Monday, June 23, 2014

FastMail Calendar

Rob Mueller:

After 9 months of intense work, we’re very proud to announce a major new addition to FastMail. We’ve taken all the great things about FastMail’s email hosting and applied them to build an awesome new calendar. You get the same incredibly speedy and elegant web interface. The same robust, fully-redundant backend (with live off-shore replicas). The same power behind an easy-to-use interface.

CalDAV support is included on the $40/year plan, with contact support on the way.

NSFetchedResultsController Stress Test

Mike Abdullah:

Step forward, The NSFetchedResultsController Stress Test. It’s a chaos monkey for pseudo-randomly modifying a simple Core Data model. After each iteration, the fetched results controller is interrogated to see if it’s correctly kept up. You can run the tool for as long as you like, but if there is a bug, it does tend to fail fairly quickly.

Multiple Animations

David Rönnqvist:

If there are multiple animations going on at the same time, they are all sent to the render server and all of their changes are applied to the render tree for each frame being rendered. If there are two (or more) animations for the same property, the first will apply its intermediate value and the next will apply its intermediate value on top of that, overwriting the first value. Even animations that are completed but not removed apply their changes to the layers in the render tree, leading to some unnecessary overhead.
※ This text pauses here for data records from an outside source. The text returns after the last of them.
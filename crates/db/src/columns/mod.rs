pub mod models;
pub mod pg_repository;
pub mod repositories;
pub mod columns;
pub mod schema;
pub mod sync;

use adsync_common::error::{AdsyncError, AdsyncResult};
use sqlx::postgres::PgPoolOptions;
use sqlx::PgPool;

/// Create a Postgres connection pool from a database URL.
///
/// The connector is a single sequential worker, so the pool stays small.
pub async fn create_pool(database_url: &str) -> AdsyncResult<PgPool> {
    tracing::info!("connecting to database");
    PgPoolOptions::new()
        .max_connections(5)
        .connect(database_url)
        .await
        .map_err(|e| AdsyncError::Database(e.to_string()))
}
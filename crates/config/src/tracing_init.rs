use tracing_subscriber::{fmt, EnvFilter};

/// Initialize the tracing subscriber with env-based filtering.
///
/// Reads `RUST_LOG` (or `LOG_LEVEL`) to set the filter, falling back to
/// the given default level when neither is set.
pub fn init_tracing(default_level: &str) {
    let filter = EnvFilter::try_from_env("RUST_LOG")
        .or_else(|_| EnvFilter::try_from_env("LOG_LEVEL"))
        .unwrap_or_else(|_| EnvFilter::new(default_level));

    fmt().with_env_filter(filter).with_target(true).init();
}
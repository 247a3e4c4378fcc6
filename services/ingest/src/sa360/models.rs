use serde::{Deserialize, Serialize};

/// OAuth2 token-endpoint response (only the field we consume).
#[derive(Debug, Clone, Deserialize)]
pub struct TokenResponse {
    pub access_token: String,
}

/// One page from `customers/{id}/searchAds360:search`.
///
/// `custom_column_headers` is positionally parallel to each result row's
/// `custom_columns` values; the normalizer enforces that alignment.
#[derive(Debug, Clone, Default, Deserialize)]
#[serde(rename_all = "camelCase")]
pub struct SearchPage {
    #[serde(default)]
    pub results: Vec<SearchRow>,
    #[serde(default)]
    pub custom_column_headers: Vec<CustomColumnHeader>,
    pub next_page_token: Option<String>,
}

#[derive(Debug, Clone, Default, Deserialize)]
#[serde(rename_all = "camelCase")]
pub struct SearchRow {
    pub campaign: Option<Campaign>,
    pub metrics: Option<Metrics>,
    pub ad_group_criterion: Option<AdGroupCriterion>,
    pub customer: Option<Customer>,
    pub segments: Option<Segments>,
    pub custom_columns: Option<Vec<CustomColumnValue>>,
    pub customer_client: Option<CustomerClient>,
}

#[derive(Debug, Clone, Deserialize)]
#[serde(rename_all = "camelCase")]
pub struct Campaign {
    pub id: Option<String>,
    pub name: Option<String>,
}

/// Metric counters come back as decimal strings; `cost_micros` stays in
/// micro-units the way the API reports it.
#[derive(Debug, Clone, Default, Deserialize)]
#[serde(rename_all = "camelCase")]
pub struct Metrics {
    pub clicks: Option<String>,
    pub impressions: Option<String>,
    pub cost_micros: Option<String>,
}

#[derive(Debug, Clone, Default, Deserialize)]
#[serde(rename_all = "camelCase")]
pub struct AdGroupCriterion {
    pub keyword: Option<Keyword>,
}

#[derive(Debug, Clone, Default, Deserialize)]
#[serde(rename_all = "camelCase")]
pub struct Keyword {
    pub text: Option<String>,
    pub match_type: Option<String>,
}

#[derive(Debug, Clone, Deserialize)]
#[serde(rename_all = "camelCase")]
pub struct Customer {
    pub descriptive_name: Option<String>,
    pub currency_code: Option<String>,
}

#[derive(Debug, Clone, Deserialize)]
#[serde(rename_all = "camelCase")]
pub struct Segments {
    pub date: Option<String>,
}

/// One cell of a row's custom-column array. The API omits `doubleValue`
/// entirely for sparse metrics, so the whole cell can be `{}`.
#[derive(Debug, Clone, Default, Deserialize, Serialize)]
#[serde(rename_all = "camelCase")]
pub struct CustomColumnValue {
    pub double_value: Option<f64>,
}

#[derive(Debug, Clone, Deserialize)]
#[serde(rename_all = "camelCase")]
pub struct CustomColumnHeader {
    pub id: String,
    pub name: Option<String>,
}

/// Hierarchy-query row payload (`SELECT customer_client.id FROM customer_client`).
#[derive(Debug, Clone, Deserialize)]
#[serde(rename_all = "camelCase")]
pub struct CustomerClient {
    pub id: String,
}

/// One definition from `customers/{id}/customColumns`.
#[derive(Debug, Clone, Deserialize)]
#[serde(rename_all = "camelCase")]
pub struct CustomColumnMetadata {
    pub id: String,
    pub name: String,
    #[serde(default)]
    pub description: String,
    pub render_type: Option<String>,
    pub value_type: Option<String>,
}

#[derive(Debug, Clone, Default, Deserialize)]
#[serde(rename_all = "camelCase")]
pub struct CustomColumnsResponse {
    #[serde(default)]
    pub custom_columns: Vec<CustomColumnMetadata>,
}
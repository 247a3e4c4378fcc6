use chrono::NaiveDate;

use adsync_db::columns::models::CustomColumnMetric;

use super::client::Sa360ClientError;
use super::models::{CustomColumnHeader, SearchRow};

/// Flatten one result row into one record per custom column.
///
/// The API returns the row's `customColumns` values positionally parallel to
/// the page's `customColumnHeaders`; a length mismatch means the arrays no
/// longer line up and the row is rejected rather than silently pairing values
/// with the wrong columns.
pub fn normalize_row(
    customer_id: &str,
    row: &SearchRow,
    headers: &[CustomColumnHeader],
) -> Result<Vec<CustomColumnMetric>, Sa360ClientError> {
    let base = extract_row(customer_id, row)?;

    let cells = row
        .custom_columns
        .as_ref()
        .ok_or_else(|| Sa360ClientError::DataShape("result row missing customColumns".into()))?;
    if cells.len() != headers.len() {
        return Err(Sa360ClientError::DataShape(format!(
            "row has {} custom-column values but page has {} headers",
            cells.len(),
            headers.len()
        )));
    }

    Ok(cells
        .iter()
        .zip(headers)
        .map(|(cell, header)| CustomColumnMetric {
            column_id: header.id.clone(),
            value: cell.double_value,
            ..base.clone()
        })
        .collect())
}

/// Pull the shared per-row fields out once. Required nested fields missing
/// from the payload are schema drift; optional metric and keyword fields get
/// the documented defaults.
fn extract_row(customer_id: &str, row: &SearchRow) -> Result<CustomColumnMetric, Sa360ClientError> {
    let campaign = row
        .campaign
        .as_ref()
        .ok_or_else(|| Sa360ClientError::DataShape("result row missing campaign".into()))?;
    let campaign_id = campaign
        .id
        .clone()
        .ok_or_else(|| Sa360ClientError::DataShape("campaign missing id".into()))?;
    let campaign_name = campaign
        .name
        .clone()
        .ok_or_else(|| Sa360ClientError::DataShape("campaign missing name".into()))?;

    let customer = row
        .customer
        .as_ref()
        .ok_or_else(|| Sa360ClientError::DataShape("result row missing customer".into()))?;
    let account_name = customer
        .descriptive_name
        .clone()
        .ok_or_else(|| Sa360ClientError::DataShape("customer missing descriptiveName".into()))?;
    let currency_code = customer
        .currency_code
        .clone()
        .ok_or_else(|| Sa360ClientError::DataShape("customer missing currencyCode".into()))?;

    let date = parse_row_date(row)?;

    let metrics = row.metrics.clone().unwrap_or_default();
    let keyword = row
        .ad_group_criterion
        .clone()
        .unwrap_or_default()
        .keyword
        .unwrap_or_default();

    Ok(CustomColumnMetric {
        column_id: String::new(),
        customer_id: customer_id.to_string(),
        campaign_id,
        date,
        keyword_text: keyword.text.unwrap_or_default(),
        keyword_match_type: keyword.match_type.unwrap_or_default(),
        value: None,
        campaign_name,
        account_name,
        currency_code,
        clicks: metrics.clicks.unwrap_or_else(|| "0".to_string()),
        impressions: metrics.impressions.unwrap_or_else(|| "0".to_string()),
        cost: metrics.cost_micros.unwrap_or_else(|| "0".to_string()),
    })
}

/// The segment date of one result row, parsed.
pub fn parse_row_date(row: &SearchRow) -> Result<NaiveDate, Sa360ClientError> {
    let raw = row
        .segments
        .as_ref()
        .and_then(|s| s.date.as_deref())
        .ok_or_else(|| Sa360ClientError::DataShape("result row missing segments.date".into()))?;

    raw.parse()
        .map_err(|_| Sa360ClientError::DataShape(format!("unparseable segments.date {raw:?}")))
}
pub mod error;
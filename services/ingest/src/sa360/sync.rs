use std::collections::HashSet;

use async_trait::async_trait;
use chrono::{NaiveDate, Utc};

use adsync_common::error::AdsyncError;
use adsync_db::columns::models::CustomColumn;
use adsync_db::sync::models::SyncCursor;
use adsync_db::sync::repositories::SyncStateRepository;

use crate::connector::{Connector, SyncResult};
use crate::sink::{SyncEvent, SyncSink};

use super::client::{Sa360Client, Sa360ClientError};
use super::models::CustomColumnMetadata;
use super::normalize::{normalize_row, parse_row_date};
use super::paginator::SearchPages;

pub const SOURCE: &str = "sa360";

/// How far past the frontier a row's date may run before a new checkpoint is
/// written. Bounds the re-fetch a crash recovery can cost without paying for
/// per-row checkpointing.
const FRONTIER_ADVANCE_DAYS: i64 = 5;

const PROGRESS_LOG_INTERVAL: usize = 10_000;

#[derive(Debug, thiserror::Error)]
pub enum SyncError {
    #[error(transparent)]
    Client(#[from] Sa360ClientError),

    #[error(transparent)]
    Store(#[from] AdsyncError),
}

/// The hierarchical sync driver: walks sub-managers, then their managed
/// accounts, then date-ordered metric pages, emitting records and checkpoints
/// as one ordered event stream.
///
/// Resume discipline: every position is checkpointed before work begins on
/// it, already-processed positions are skipped without a checkpoint (the
/// cursor never regresses), and within an account the date frontier marks how
/// far the ascending-date scan is confirmed complete.
pub struct Sa360Syncer<K, R> {
    client: Sa360Client,
    sink: K,
    state_repo: R,
}

impl<K, R> Sa360Syncer<K, R>
where
    K: SyncSink,
    R: SyncStateRepository,
{
    pub fn new(client: Sa360Client, sink: K, state_repo: R) -> Self {
        Self {
            client,
            sink,
            state_repo,
        }
    }

    /// One full traversal from `cursor`, querying dates up to `today`.
    pub async fn traverse(
        &self,
        cursor: &SyncCursor,
        today: NaiveDate,
    ) -> Result<SyncResult, SyncError> {
        let mut stats = SyncResult {
            source: SOURCE.to_string(),
            upserted: 0,
            skipped: 0,
            checkpoints: 0,
        };

        let mut submanagers = self.client.config().submanager_account_ids.clone();
        sort_numeric(&mut submanagers)?;
        let submanager_set: HashSet<u64> = {
            let mut set = HashSet::with_capacity(submanagers.len());
            for id in &submanagers {
                set.insert(numeric(id)?);
            }
            set
        };

        let resume_submanager = match &cursor.submanager_cursor {
            Some(id) => numeric(id)?,
            // Config validation guarantees a non-empty id list.
            None => submanagers.first().map(|id| numeric(id)).transpose()?.unwrap_or(0),
        };

        let iterative_start = parse_opt_date(cursor.iterative_sync_cursor.as_deref())?;
        let backfill_start: NaiveDate = self
            .client
            .config()
            .backfill_start_date
            .parse()
            .map_err(|_| {
                AdsyncError::Config(format!(
                    "invalid backfill start date {:?}",
                    self.client.config().backfill_start_date
                ))
            })?;

        for submanager in &submanagers {
            let submanager_num = numeric(submanager)?;
            if submanager_num < resume_submanager {
                tracing::info!(submanager = %submanager, "fully processed in a prior run, skipping");
                continue;
            }

            // Granular cursors apply only to the sub-manager being resumed;
            // later sub-managers start fresh.
            let resuming_here = submanager_num == resume_submanager;
            let carried_managed = if resuming_here {
                cursor.managed_account_cursor.clone()
            } else {
                None
            };
            let carried_date = if resuming_here {
                cursor.column_data_cursor.clone()
            } else {
                None
            };

            tracing::info!(submanager = %submanager, "beginning sync for submanager");

            // Checkpoint before any work so a crash resumes at this
            // sub-manager even if no row gets emitted.
            self.checkpoint(
                &mut stats,
                SyncCursor {
                    submanager_cursor: Some(submanager.clone()),
                    managed_account_cursor: carried_managed.clone(),
                    iterative_sync_cursor: cursor.iterative_sync_cursor.clone(),
                    column_data_cursor: carried_date.clone(),
                },
            )
            .await?;

            let columns = self.client.fetch_custom_columns(submanager).await?;

            // Accounts that appear in both roles are traversed as
            // sub-managers only, never double-counted as managed accounts.
            let mut managed = Vec::new();
            for id in self.client.fetch_customer_clients(submanager).await? {
                if !submanager_set.contains(&numeric(&id)?) {
                    managed.push(id);
                }
            }
            sort_numeric(&mut managed)?;

            tracing::info!(
                submanager = %submanager,
                managed_accounts = managed.len(),
                custom_columns = columns.len(),
                "resolved submanager scope"
            );

            let carried_managed_num = match &carried_managed {
                Some(id) => Some(numeric(id)?),
                None => None,
            };
            let resume_managed = carried_managed_num.unwrap_or(0);

            for account in &managed {
                let account_num = numeric(account)?;
                if account_num < resume_managed {
                    tracing::info!(customer_id = %account, "fully processed in a prior run, skipping");
                    continue;
                }
                let account_date_carry = if carried_managed_num == Some(account_num) {
                    parse_opt_date(carried_date.as_deref())?
                } else {
                    None
                };

                tracing::info!(customer_id = %account, "beginning sync for managed account");

                self.checkpoint(
                    &mut stats,
                    SyncCursor {
                        submanager_cursor: Some(submanager.clone()),
                        managed_account_cursor: Some(account.clone()),
                        iterative_sync_cursor: cursor.iterative_sync_cursor.clone(),
                        column_data_cursor: account_date_carry
                            .map(|d| d.format("%Y-%m-%d").to_string()),
                    },
                )
                .await?;

                for column in &columns {
                    self.sink
                        .emit(SyncEvent::Column(to_custom_column(account, column)))
                        .await?;
                    stats.upserted += 1;
                }

                if columns.is_empty() {
                    tracing::info!(customer_id = %account, "no custom columns defined, skipping metric fetch");
                    continue;
                }

                let start_date = iterative_start
                    .or(account_date_carry)
                    .unwrap_or(backfill_start);

                self.sync_account_metrics(
                    &mut stats,
                    cursor,
                    submanager,
                    account,
                    &columns,
                    start_date,
                    today,
                )
                .await?;
            }
        }

        // Terminal checkpoint: from here on, every run is incremental from
        // this date; the granular cursors are cleared.
        self.checkpoint(
            &mut stats,
            SyncCursor {
                iterative_sync_cursor: Some(today.format("%Y-%m-%d").to_string()),
                ..SyncCursor::default()
            },
        )
        .await?;

        tracing::info!(
            upserted = stats.upserted,
            skipped = stats.skipped,
            checkpoints = stats.checkpoints,
            "traversal complete"
        );
        Ok(stats)
    }

    /// Page through one account's metrics, maintaining the date frontier.
    #[allow(clippy::too_many_arguments)]
    async fn sync_account_metrics(
        &self,
        stats: &mut SyncResult,
        run_cursor: &SyncCursor,
        submanager: &str,
        customer_id: &str,
        columns: &[CustomColumnMetadata],
        start_date: NaiveDate,
        today: NaiveDate,
    ) -> Result<(), SyncError> {
        let column_ids: Vec<String> = columns.iter().map(|c| c.id.clone()).collect();
        let mut pages =
            SearchPages::new(&self.client, customer_id, &column_ids, start_date, today)?;

        let mut frontier: Option<NaiveDate> = None;
        let mut rows_seen = 0usize;

        while let Some(page) = pages.next_page().await? {
            for row in &page.results {
                let date = parse_row_date(row)?;

                match frontier {
                    None => {
                        // First date establishes the safe restart point
                        // before anything further is processed.
                        frontier = Some(date);
                        self.frontier_checkpoint(stats, run_cursor, submanager, customer_id, date)
                            .await?;
                    }
                    Some(f) if date < f => {
                        // Reorder artifact from an API retry; rows below the
                        // frontier were already flushed, don't double-count.
                        stats.skipped += 1;
                        continue;
                    }
                    Some(f) if (date - f).num_days() > FRONTIER_ADVANCE_DAYS => {
                        frontier = Some(date);
                        self.frontier_checkpoint(stats, run_cursor, submanager, customer_id, date)
                            .await?;
                    }
                    Some(_) => {}
                }

                for record in normalize_row(customer_id, row, &page.custom_column_headers)? {
                    self.sink.emit(SyncEvent::Metric(record)).await?;
                    stats.upserted += 1;
                }

                rows_seen += 1;
                if rows_seen % PROGRESS_LOG_INTERVAL == 0 {
                    tracing::info!(
                        customer_id = %customer_id,
                        rows = rows_seen,
                        date = %date,
                        "metric fetch progress"
                    );
                }
            }
        }

        Ok(())
    }

    async fn frontier_checkpoint(
        &self,
        stats: &mut SyncResult,
        run_cursor: &SyncCursor,
        submanager: &str,
        customer_id: &str,
        frontier: NaiveDate,
    ) -> Result<(), SyncError> {
        self.checkpoint(
            stats,
            SyncCursor {
                submanager_cursor: Some(submanager.to_string()),
                managed_account_cursor: Some(customer_id.to_string()),
                iterative_sync_cursor: run_cursor.iterative_sync_cursor.clone(),
                column_data_cursor: Some(frontier.format("%Y-%m-%d").to_string()),
            },
        )
        .await
    }

    async fn checkpoint(
        &self,
        stats: &mut SyncResult,
        cursor: SyncCursor,
    ) -> Result<(), SyncError> {
        self.sink.emit(SyncEvent::Checkpoint(cursor)).await?;
        stats.checkpoints += 1;
        Ok(())
    }
}
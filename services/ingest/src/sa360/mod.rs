pub mod client;
pub mod models;
pub mod normalize;
pub mod paginator;
pub mod query;
pub mod sync;
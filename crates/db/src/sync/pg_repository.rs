use async_trait::async_trait;
use chrono::Utc;
use sqlx::{PgPool, Row};
use uuid::Uuid;

use crate::sync::models::SyncState;
use crate::sync::repositories::SyncStateRepository;
use adsync_common::error::{AdsyncError, AdsyncResult};

const STATE_COLUMNS: &str =
    "id, source, cursor_value, status, error_message, last_synced_at, created_at, updated_at";

#[derive(Clone)]
pub struct PgSyncStateRepository {
    pool: PgPool,
}

impl PgSyncStateRepository {
    pub fn new(pool: PgPool) -> Self {
        Self { pool }
    }

    fn map_row(row: sqlx::postgres::PgRow) -> AdsyncResult<SyncState> {
        Ok(SyncState {
            id: row.get("id"),
            source: row.get("source"),
            cursor_value: row.get("cursor_value"),
            status: row.get("status"),
            error_message: row.get("error_message"),
            last_synced_at: row.get("last_synced_at"),
            created_at: row.get("created_at"),
            updated_at: row.get("updated_at"),
        })
    }
}

#[async_trait]
impl SyncStateRepository for PgSyncStateRepository {
    async fn get_or_create(&self, source: &str) -> AdsyncResult<SyncState> {
        let sql = format!(
            "insert into sync_state (id, source)
             values ($1, $2)
             on conflict (source) do update set updated_at = now()
             returning {STATE_COLUMNS}"
        );
        let row = sqlx::query(&sql)
            .bind(Uuid::new_v4())
            .bind(source)
            .fetch_one(&self.pool)
            .await
            .map_err(|e| AdsyncError::Database(e.to_string()))?;

        Self::map_row(row)
    }

    async fn begin_run(&self, id: Uuid) -> AdsyncResult<()> {
        sqlx::query(
            "update sync_state
             set status = 'running', error_message = null, updated_at = $1
             where id = $2",
        )
        .bind(Utc::now())
        .bind(id)
        .execute(&self.pool)
        .await
        .map_err(|e| AdsyncError::Database(e.to_string()))?;

        Ok(())
    }

    async fn save_cursor(&self, id: Uuid, cursor_value: &str) -> AdsyncResult<()> {
        sqlx::query(
            "update sync_state
             set cursor_value = $1, updated_at = $2
             where id = $3",
        )
        .bind(cursor_value)
        .bind(Utc::now())
        .bind(id)
        .execute(&self.pool)
        .await
        .map_err(|e| AdsyncError::Database(e.to_string()))?;

        Ok(())
    }

    async fn mark_completed(&self, id: Uuid) -> AdsyncResult<SyncState> {
        let sql = format!(
            "update sync_state
             set status = 'idle', last_synced_at = $1, error_message = null, updated_at = $1
             where id = $2
             returning {STATE_COLUMNS}"
        );
        let row = sqlx::query(&sql)
            .bind(Utc::now())
            .bind(id)
            .fetch_one(&self.pool)
            .await
            .map_err(|e| AdsyncError::Database(e.to_string()))?;

        Self::map_row(row)
    }

    async fn mark_failed(&self, id: Uuid, error_message: &str) -> AdsyncResult<SyncState> {
        let sql = format!(
            "update sync_state
             set status = 'failed', error_message = $1, updated_at = $2
             where id = $3
             returning {STATE_COLUMNS}"
        );
        let row = sqlx::query(&sql)
            .bind(error_message)
            .bind(Utc::now())
            .bind(id)
            .fetch_one(&self.pool)
            .await
            .map_err(|e| AdsyncError::Database(e.to_string()))?;

        Self::map_row(row)
    }
}
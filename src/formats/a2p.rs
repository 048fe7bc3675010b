//! # A2P output
//!
//! An A2P file is 16 four-byte records, RGB plus one zero pad byte, in Apple
//! II colour order. 64 bytes total.

use std::fs::File;
use std::io::{self, Write};
use std::path::Path;

use crate::palette::{Rgb, PALETTE_SIZE};

/// Bytes per colour record in an A2P file (RGB + zero pad).
pub const A2P_RECORD_SIZE: usize = 4;

/// Assembles the 64-byte A2P image for an already-remapped palette.
pub fn a2p_bytes(colors: &[Rgb; PALETTE_SIZE]) -> Vec<u8> {
    let mut out = Vec::with_capacity(PALETTE_SIZE * A2P_RECORD_SIZE);
    for color in colors {
        out.extend_from_slice(&[color.r, color.g, color.b, 0]);
    }
    out
}

pub fn write_a2p<W: Write>(writer: &mut W, colors: &[Rgb; PALETTE_SIZE]) -> io::Result<()> {
    writer.write_all(&a2p_bytes(colors))
}

/// Truncate-creates `path` and writes the palette to it.
pub fn to_file<P: AsRef<Path>>(path: P, colors: &[Rgb; PALETTE_SIZE]) -> io::Result<()> {
    let mut file = File::create(path)?;
    write_a2p(&mut file, colors)
}

#[cfg(test)]
mod tests {
    use super::*;

    #[test]
    fn emits_four_bytes_per_record_with_zero_pad() {
        let mut colors = [Rgb::default(); PALETTE_SIZE];
        for (i, color) in colors.iter_mut().enumerate() {
            *color = Rgb {
                r: i as u8,
                g: 0x80,
                b: 0xFF,
            };
        }

        let bytes = a2p_bytes(&colors);
        assert_eq!(bytes.len(), PALETTE_SIZE * A2P_RECORD_SIZE);
        for (i, record) in bytes.chunks(A2P_RECORD_SIZE).enumerate() {
            assert_eq!(record, &[i as u8, 0x80, 0xFF, 0x00]);
        }
    }

    #[test]
    fn write_a2p_matches_a2p_bytes() {
        let colors = [Rgb { r: 1, g: 2, b: 3 }; PALETTE_SIZE];
        let mut sink = Vec::new();
        write_a2p(&mut sink, &colors).unwrap();
        assert_eq!(sink, a2p_bytes(&colors));
    }
}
Knowing this, our two cases with the order of the implicit and explicit animations can be explained and visualized as follows.

[…]

The best practice is actually to do the same thing as UIView is doing and disable the implicit animation. If we do that, then it doesn’t matter it we update the model before or after.

Immutable Swift

Alexandros Salazar:

I am fascinated by the possibilities Swift opens up: we are now able to try, in an idiomatic way, constructs that would have been strange and out-of-place in Objective-C. I think they’re exciting, and definitely worth exploring.

[…]

So there we have it. A very simple Cocoa app, but put together very differently from a normal Objective-C app. Even if you’ve used Model-View-ViewModel before in Cocoa, odds are you’ve never tried to use completely immutable data structures quite like this. I know I gave up very quickly the few times I considered it, because ensuring immutability actually increased the mental overhead of writing the Objective-C code.